Gold Glitters as Bitcoin Backs Off

Gold Glitters as Bitcoin Backs Off
Dec 27, 2025 19:09

Despite a 71 percent rise in gold prices in phases this year, the price of Bitcoin—often dubbed “digital gold”—has fallen by 6 percent, indicating a clear shift in investor preference from digital assets to physical gold.

According to international media reports, Bitcoin theoretically had strong grounds for appreciation this year, much like gold. During the COVID-19 period, global economic uncertainty had significantly driven up Bitcoin prices. The cryptocurrency also saw notable gains before and after Donald Trump assumed office as US President. However, despite persistent uncertainty, Bitcoin’s expected price surge failed to materialise this year.

Market analysts say investors typically turn to Bitcoin during uncertain times. Geopolitical tensions also remained elevated throughout the year, further intensified towards the end when US President Donald Trump halted Venezuelan oil tankers, adding fuel to global instability.

From an economic perspective, Bitcoin had reasons to rise. The United States’ budget deficit has reached extreme levels. According to the International Monetary Fund (IMF), US national debt now stands at 125 percent of GDP and is projected to reach 143 percent by 2030, surpassing debt levels of countries like Italy and Greece.

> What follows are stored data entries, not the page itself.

use anyhow::Result;
use sqlx::postgres::PgPoolOptions;
use sqlx::PgPool;

use crate::actions::{InvoiceChanges, InvoiceStore, NewInvoice, StoreError};
use crate::config::Config;
use crate::models::{Customer, Invoice, InvoiceRow};

/// Rows shown per listing page.
pub const ITEMS_PER_PAGE: u32 = 6;

const LISTING_FILTER: &str = r#"
    customers.name ILIKE $1 OR
    invoices.amount::text ILIKE $1 OR
    invoices.date::text ILIKE $1 OR
    invoices.status ILIKE $1
"#;

/// Database connection pool
pub struct Database {
    pool: PgPool,
}

impl Database {
    /// Create a new Database instance with a connection pool
    pub async fn new(config: &Config) -> Result<Self> {
        let pool = PgPoolOptions::new()
            .max_connections(5)
            .connect(config.database_url())
            .await?;

        Ok(Self { pool })
    }

    /// Get a reference to the connection pool
    pub fn get_pool(&self) -> &PgPool {
        &self.pool
    }

    /// One page of the listing, joined with customer names. The filter is
    /// a case-insensitive substring match against customer name, amount,
    /// date, and status.
    pub async fn list_invoices(&self, query: &str, page: u32) -> Result<Vec<InvoiceRow>> {
        let offset = (page.max(1) - 1) * ITEMS_PER_PAGE;
        let pattern = format!("%{query}%");

        let sql = format!(
            r#"
            SELECT
                invoices.id,
                customers.name AS customer_name,
                invoices.amount,
                invoices.status,
                invoices.date
            FROM invoices
            JOIN customers ON invoices.customer_id = customers.id
            WHERE {LISTING_FILTER}
            ORDER BY invoices.date DESC, invoices.id DESC
            LIMIT $2 OFFSET $3
            "#
        );

        let rows = sqlx::query_as::<_, InvoiceRow>(&sql)
            .bind(&pattern)
            .bind(ITEMS_PER_PAGE as i64)
            .bind(offset as i64)
            .fetch_all(self.get_pool())
            .await?;

        Ok(rows)
    }

    /// Page count for a query, for the pagination control.
    pub async fn count_invoice_pages(&self, query: &str) -> Result<u32> {
        let pattern = format!("%{query}%");

        let sql = format!(
            r#"
            SELECT COUNT(*)
            FROM invoices
            JOIN customers ON invoices.customer_id = customers.id
            WHERE {LISTING_FILTER}
            "#
        );

        let count: i64 = sqlx::query_scalar(&sql)
            .bind(&pattern)
            .fetch_one(self.get_pool())
            .await?;

        Ok((count as u32).div_ceil(ITEMS_PER_PAGE))
    }

    pub async fn get_invoice(&self, id: i64) -> Result<Invoice> {
        let invoice = sqlx::query_as::<_, Invoice>(
            "SELECT id, customer_id, amount, status, date FROM invoices WHERE id = $1",
        )
        .bind(id)
        .fetch_one(self.get_pool())
        .await?;

        Ok(invoice)
    }

    pub async fn get_customers(&self) -> Result<Vec<Customer>> {
        let customers = sqlx::query_as::<_, Customer>("SELECT id, name FROM customers ORDER BY name ASC")
            .fetch_all(self.get_pool())
            .await?;

        Ok(customers)
    }
}

#[async_trait::async_trait]
impl InvoiceStore for Database {
    async fn insert_invoice(&self, invoice: &NewInvoice) -> Result<i64, StoreError> {
        let id: i64 = sqlx::query_scalar(
            r#"
            INSERT INTO invoices (customer_id, amount, status, date)
            VALUES ($1, $2, $3, $4)
            RETURNING id
            "#,
        )
        .bind(&invoice.customer_id)
        .bind(invoice.amount)
        .bind(invoice.status.as_str())
        .bind(invoice.date)
        .fetch_one(self.get_pool())
        .await?;

        Ok(id)
    }

    // `date` and `id` are deliberately absent from the statement.
    async fn update_invoice(&self, id: i64, changes: &InvoiceChanges) -> Result<(), StoreError> {
        sqlx::query(
            r#"
            UPDATE invoices
            SET customer_id = $1, amount = $2, status = $3
            WHERE id = $4
            "#,
        )
        .bind(&changes.customer_id)
        .bind(changes.amount)
        .bind(changes.status.as_str())
        .bind(id)
        .execute(self.get_pool())
        .await?;

        Ok(())
    }

    async fn delete_invoice(&self, id: i64) -> Result<(), StoreError> {
        sqlx::query("DELETE FROM invoices WHERE id = $1")
            .bind(id)
            .execute(self.get_pool())
            .await?;

        Ok(())
    }
}

/// Initialize the database connection pool
pub async fn init(config: &Config) -> Result<Database> {
    let db = Database::new(config).await?;

    tracing::debug!("database connection pool ready");

    Ok(db)
}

There was also a technological expectation. If Bitcoin is viewed as a vehicle of tech-driven enthusiasm, the artificial intelligence (AI) revolution was expected to provide momentum. While debates continue over whether AI-related assets are overvalued, Nvidia—widely regarded as the backbone of AI—has still seen its share price rise by about 33 percent this year.

Meanwhile, US regulators appeared supportive of Bitcoin, with mainstream financial institutions now marketing crypto exchange-traded funds (ETFs). In contrast, UK financial regulators remain cautious and have proposed bringing large parts of the crypto market under tighter oversight.

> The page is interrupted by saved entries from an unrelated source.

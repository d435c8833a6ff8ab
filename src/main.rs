mod actions;
mod cache;
mod config;
mod db;
mod listing;
mod models;
mod ui;

use std::io;

use anyhow::Result;
use clap::Parser;
use crossterm::{
    event::{DisableMouseCapture, EnableMouseCapture},
    execute,
    terminal::{self, EnterAlternateScreen, LeaveAlternateScreen},
};
use tracing_subscriber::EnvFilter;
use tui::{
    backend::{Backend, CrosstermBackend},
    Terminal,
};

use crate::actions::{DeleteOutcome, MutationOutcome, Route};
use crate::cache::{Listing, ListingCache, ListingKey};
use crate::listing::ListingQuery;
use crate::ui::{
    invoice_wizard::{
        handle_input as handle_wizard_input, render_invoice_wizard, InvoiceWizardAction,
        InvoiceWizardState,
    },
    invoices::{
        handle_input as handle_invoices_input, render_invoices, InvoiceAction, InvoicesState,
    },
};

// Represents the current screen in the app
enum AppScreen {
    Invoices,
    InvoiceWizard(Option<i64>), // Contains the invoice id when editing
}

// Main application state
struct AppState {
    db: db::Database,
    cache: ListingCache,
    screen: AppScreen,
    invoices_state: Option<InvoicesState>,
    wizard_state: Option<InvoiceWizardState>,
}

impl AppState {
    fn new(db: db::Database) -> Self {
        Self {
            db,
            cache: ListingCache::new(),
            screen: AppScreen::Invoices,
            invoices_state: None,
            wizard_state: None,
        }
    }
}

#[tokio::main]
async fn main() -> Result<()> {
    let args = config::Args::parse();

    // The TUI owns stdout; logs go to stderr.
    tracing_subscriber::fmt()
        .with_env_filter(EnvFilter::from_default_env())
        .with_writer(io::stderr)
        .init();

    // Load configuration
    let config = config::init(&args)?;

    // Initialize database connection
    let db = db::init(&config).await?;
    tracing::info!("database connection established");

    // Setup terminal
    terminal::enable_raw_mode()?;
    let mut stdout = io::stdout();
    execute!(stdout, EnterAlternateScreen, EnableMouseCapture)?;
    let backend = CrosstermBackend::new(stdout);
    let mut terminal = Terminal::new(backend)?;

    // Create app state
    let mut app_state = AppState::new(db);

    // Initialize the listing screen
    load_invoices_screen(&mut app_state, ListingQuery::default()).await?;

    // Run the main app loop
    let result = run_app(&mut terminal, &mut app_state).await;

    // Restore terminal
    terminal::disable_raw_mode()?;
    execute!(
        terminal.backend_mut(),
        LeaveAlternateScreen,
        DisableMouseCapture
    )?;
    terminal.show_cursor()?;

    // Show any error message
    if let Err(err) = result {
        println!("Error: {}", err);
    }

    Ok(())
}

async fn run_app<B: Backend>(terminal: &mut Terminal<B>, app_state: &mut AppState) -> Result<()> {
    loop {
        // Render current screen
        terminal.draw(|f| match app_state.screen {
            AppScreen::Invoices => {
                if let Some(state) = &mut app_state.invoices_state {
                    render_invoices(f, state);
                }
            }
            AppScreen::InvoiceWizard(_) => {
                if let Some(state) = &mut app_state.wizard_state {
                    render_invoice_wizard(f, state);
                }
            }
        })?;

        // Handle input for current screen
        let should_quit = match app_state.screen {
            AppScreen::Invoices => handle_invoices_screen(app_state).await?,
            AppScreen::InvoiceWizard(_) => handle_wizard_screen(app_state).await?,
        };

        if should_quit {
            break;
        }
    }

    Ok(())
}

/// Read a listing page through the cache; a miss fetches the rows and the
/// page count and fills the cache for the next read.
async fn fetch_listing(app_state: &AppState, params: &ListingQuery) -> Result<Listing> {
    let key = ListingKey {
        query: params.query_str().to_string(),
        page: params.page,
    };

    if let Some(listing) = app_state.cache.get(&key) {
        return Ok(listing);
    }

    let rows = app_state
        .db
        .list_invoices(params.query_str(), params.page)
        .await?;
    let total_pages = app_state.db.count_invoice_pages(params.query_str()).await?;

    let listing = Listing { rows, total_pages };
    app_state.cache.put(key, listing.clone());

    Ok(listing)
}

async fn load_invoices_screen(app_state: &mut AppState, params: ListingQuery) -> Result<()> {
    let listing = fetch_listing(app_state, &params).await?;

    app_state.invoices_state = Some(InvoicesState::new(params, listing));
    app_state.screen = AppScreen::Invoices;

    Ok(())
}

/// Re-fetch the listing for the screen's current parameters, keeping the
/// rest of the screen state (search box, selection) intact.
async fn refresh_listing(app_state: &mut AppState) -> Result<()> {
    let params = match &app_state.invoices_state {
        Some(state) => state.params().clone(),
        None => return Ok(()),
    };

    let listing = fetch_listing(app_state, &params).await?;
    if let Some(state) = &mut app_state.invoices_state {
        state.set_listing(listing);
    }

    Ok(())
}

async fn handle_invoices_screen(app_state: &mut AppState) -> Result<bool> {
    let action = match &mut app_state.invoices_state {
        Some(state) => handle_invoices_input(state)?,
        None => return Ok(false),
    };

    match action {
        Some(InvoiceAction::Exit) => {
            return Ok(true);
        }
        Some(InvoiceAction::NewInvoice) => {
            let customers = app_state.db.get_customers().await?;

            app_state.wizard_state = Some(InvoiceWizardState::new(customers));
            app_state.screen = AppScreen::InvoiceWizard(None);
        }
        Some(InvoiceAction::EditInvoice(invoice_id)) => {
            let invoice = app_state.db.get_invoice(invoice_id).await?;
            let customers = app_state.db.get_customers().await?;

            app_state.wizard_state = Some(InvoiceWizardState::from_existing(invoice, customers));
            app_state.screen = AppScreen::InvoiceWizard(Some(invoice_id));
        }
        Some(InvoiceAction::DeleteInvoice(invoice_id)) => {
            // Delete does not redirect; the listing refreshes in place
            // and shows the completion message.
            match actions::delete_invoice(&app_state.db, &app_state.cache, invoice_id).await {
                DeleteOutcome::Deleted { message } => {
                    refresh_listing(app_state).await?;
                    if let Some(state) = &mut app_state.invoices_state {
                        state.set_status(message);
                    }
                }
                DeleteOutcome::Failed { message } => {
                    if let Some(state) = &mut app_state.invoices_state {
                        state.set_status(message);
                    }
                }
            }
        }
        Some(InvoiceAction::ParamsChanged) => {
            refresh_listing(app_state).await?;
        }
        None => {}
    }

    Ok(false)
}

async fn handle_wizard_screen(app_state: &mut AppState) -> Result<bool> {
    let action = match &mut app_state.wizard_state {
        Some(state) => handle_wizard_input(state)?,
        None => return Ok(false),
    };

    match action {
        Some(InvoiceWizardAction::Cancel) => {
            app_state.wizard_state = None;
            load_invoices_screen(app_state, ListingQuery::default()).await?;
        }
        Some(InvoiceWizardAction::Submit(form)) => {
            let outcome = match app_state.screen {
                AppScreen::InvoiceWizard(Some(invoice_id)) => {
                    actions::update_invoice(&app_state.db, &app_state.cache, invoice_id, &form)
                        .await
                }
                _ => actions::create_invoice(&app_state.db, &app_state.cache, &form).await,
            };

            match outcome {
                MutationOutcome::Invalid { errors, message } => {
                    if let Some(state) = &mut app_state.wizard_state {
                        state.set_errors(errors, message);
                    }
                }
                MutationOutcome::Failed { message } => {
                    if let Some(state) = &mut app_state.wizard_state {
                        state.set_message(message);
                    }
                }
                MutationOutcome::Redirect(Route::InvoiceListing) => {
                    // The redirect target re-reads its parameters and
                    // re-fetches through the freshly invalidated cache.
                    app_state.wizard_state = None;
                    load_invoices_screen(app_state, ListingQuery::default()).await?;
                }
            }
        }
        None => {}
    }

    Ok(false)
}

This may partly explain Bitcoin’s decline. As Bitcoin gains acceptance in the financial mainstream, it is losing some of its revolutionary appeal. When institutions like JP Morgan and BlackRock classify Bitcoin as a standard asset class, its disruptive character diminishes. Google search interest for “Bitcoin” has stabilised, and tech entrepreneur Elon Musk no longer tweets about it—his focus has shifted elsewhere.

Data shows that by October, the trajectories of gold and Bitcoin clearly diverged, with Bitcoin experiencing a sharp drop. What exactly triggered the fall on October 10 remains debated. However, following a comment by President Trump threatening tariffs on China, a massive sell-off occurred in the relatively small Bitcoin market.

After that, Bitcoin—unlike stocks or precious metals—failed to recover. The total crypto market lost more than $1 trillion in value within six weeks. Bitcoin’s price dropped from $126,000 in early October to around $87,000.

In a research note published a month ago, Deutsche Bank analysts identified five key reasons for Bitcoin’s decline: a broad “risk-off” sentiment in October, hawkish messaging from the US Federal Reserve on interest rates, slower-than-expected regulatory progress, liquidity shortages, and withdrawals by institutional investors. Long-term holders also took profits.

The analysts concluded that whether Bitcoin will stabilise after this correction remains uncertain. Unlike previous crashes driven largely by retail speculation, this downturn has occurred despite significant institutional participation and policy advancements, amid challenging global macroeconomic conditions—raising fears that the trend could be long-lasting.

Hardcore Bitcoin investors, however, believe every shock presents a buying opportunity. Their confidence has rarely wavered, and history shows that Bitcoin has rebounded strongly after major declines. In that sense, their optimism cannot be entirely dismissed.

Still, this year appears to have exposed a crack. As investors seek safe havens, they are increasingly turning to gold and silver rather than relying on computer code.

Interest has waned in a technology that has yet to gain widespread acceptance as a medium of exchange. As the year draws to a close, questions are being raised about the depth and resilience of the Bitcoin and broader crypto markets. The earlier excitement is noticeably absent.

Analysts note that Bitcoin is far more volatile than gold and lacks solid fundamentals. As a result, market bubbles can form and burst easily, leading to significant capital losses.

For these reasons, a large section of analysts believes Bitcoin can never truly replace gold.